“Food is political,” says Ossi Paloneva, head chef at Helsinki’s Loop Restaurant, where the surprisingly appetising menu is comprised of waste food – ingredients that stores would normally discard.
“I always thought it would be silly to work as a chef and not think of the bigger picture at all,” he says.
Estimates vary about how much food is wasted in Finland annually, but the Wastestimator project, carried out by National Resources Institute Finland from January 2016 to February 2017, puts the amount between 335 million and 460 million kilos. On average, restaurants account for as much as 70,000 kilos each year. Apart from any issues of morality or environmental sustainability, these levels of waste make no sense from a business point of view.
In Finland, the challenge of food waste persists in spite of relatively advanced awareness of the need to recycle and an infrastructure that supports recycling. Efforts on the Helsinki restaurant scene could set trends for the industry to erode the mountains of food waste.
What to do with half a van of cornflakes?
Loop is tucked away in a former hospital in Lapinlahti, a relatively undiscovered leafy backwater just a five-minute stroll from the metro station in the Ruoholahti neighbourhood. On a Monday at lunchtime, the restaurant is bustling, and satisfied diners are tucking in to a varied veggie buffet.
In spite of its slightly off-loop location, the restaurant has established a reputation with locals and more adventurous tourists. Even so, catering for events and functions is Loop’s mainstay.
“This is a crazy project, and a totally different kind of cooking,” says Paloneva, adding that profit is not the main motivation for this unusual enterprise, founded by an association called From Waste to Taste. “There are quite different rules at play with waste food. But perhaps the most surprising thing is that there is so much goodwill. It’s a hot topic and companies want to be associated with us.”
For renovations, Loop makes use of surplus construction materials donated by multiple companies. However, the most crucial contribution comes from the dozen or so stores across the Helsinki area that provide the food.
“We have drivers working daily to fill our van with waste food, mainly vegetables and fruit,” says Paloneva. “We adapt our menus to what is provided. For example, we received half a van full of cornflakes, and at first we thought, no, we can’t use this. But then we ground them into flour.”
Aiming for 100% of zero
Another Helsinki restaurant, Ravintola Nolla (Restaurant Zero), starts from a notion opposite to that of Loop, advocating a quietly effective campaign against waste of any kind in its own operations rather than mitigating the waste of others. At the time of writing, Nolla is completing a move across town to premises in the trendy Punavuori neighbourhood, where it is set to reopen in early 2019.
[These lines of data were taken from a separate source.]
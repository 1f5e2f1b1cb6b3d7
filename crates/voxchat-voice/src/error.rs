//! Voice session error types.

use thiserror::Error;

/// Errors from a speech capture attempt.
///
/// A capture timeout is not an error; the adapter folds it into the
/// no-speech result (`Ok("")`).
#[derive(Debug, Error)]
pub enum CaptureError {
    /// Platform speech recognition is absent entirely. Fatal to the
    /// capture affordance, not to the session.
    #[error("Speech recognition not available")]
    NotAvailable,

    /// Microphone access was denied. Surfaced, never auto-retried.
    #[error("Microphone access denied")]
    PermissionDenied,

    /// Audio was heard but could not be understood. Triggers the
    /// clarification path instead of a hard failure.
    #[error("Could not understand speech")]
    Unclear,
}

/// Errors from speech synthesis.
#[derive(Debug, Error)]
pub enum SynthesisError {
    /// Platform speech synthesis is absent entirely.
    #[error("Text-to-speech not available")]
    Unavailable,

    /// The utterance was cut off because a newer one superseded it or
    /// the session ended. Never reported to the user.
    #[error("Utterance superseded or cancelled")]
    Interrupted,

    /// The platform reported a synthesis fault.
    #[error("Speech synthesis failed: {0}")]
    Failed(String),
}

/// Errors surfaced by the session controller.
#[derive(Debug, Error)]
pub enum SessionError {
    /// Empty query or quick text, rejected before any async work starts.
    #[error("Please enter a query")]
    EmptyInput,

    /// A capture or synthesis operation is already outstanding.
    #[error("Another operation is already in progress")]
    Busy,

    /// The session has not been started (or has already ended).
    #[error("Voice session is not active")]
    NotActive,

    /// The capture affordance is disabled (recognition unavailable).
    #[error("Speech recognition not available")]
    CaptureUnavailable,

    /// The session was ended while an operation was in flight.
    #[error("Voice session ended")]
    Ended,

    #[error(transparent)]
    Capture(#[from] CaptureError),

    #[error(transparent)]
    Synthesis(#[from] SynthesisError),

    #[error(transparent)]
    Chat(#[from] voxchat_core::ChatError),
}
Three chefs who converged on the Finnish capital’s restaurant scene from abroad form the brains behind Nolla: Carlos Henriques from Portugal; Albert Franch Sunyer from Barcelona; and Luka Balac from Serbia.
“All three of us come from strong roots of producing our own food,” says Balac, “and we all felt very strongly that something was basically wrong with how things have been done with respect to waste of both food and food packaging – especially plastic, which is a huge problem. We arrived at the concept of zero waste. We don’t use any single-use plastic or anything that is not reusable.”
This approach changes how everything is done, from menu planning to storage, but the idea is to make the concept part of the “package,” rather than using it as a sales gimmick or novelty.
Uncharted territory
Walk-in diners will not necessarily know that the water glasses are fashioned from bottles discarded by the Presidential Palace – a small but fine example of the circular-economy approach. They might also be unaware that an on-site superfast composter gobbles up every morsel of food that customers don’t consume. The compost is returned to the small-scale local producers who provide the seasonal ingredients on the menu.
The uncompromising idea is to make zero waste normal and not the exception, ultimately even dissolving the draw of various apps that alert consumers to special offers on food that has passed its best-by date. Restaurants and stores need to change their management systems, says Balac, to make sure that overstocking doesn’t happen in the first place.
“Nobody else is doing anything like this anywhere in the Nordic area,” he says. “It’s unknown territory. In a couple of years, when we have shown that this is a viable business model, I think it’s going to be much more common.”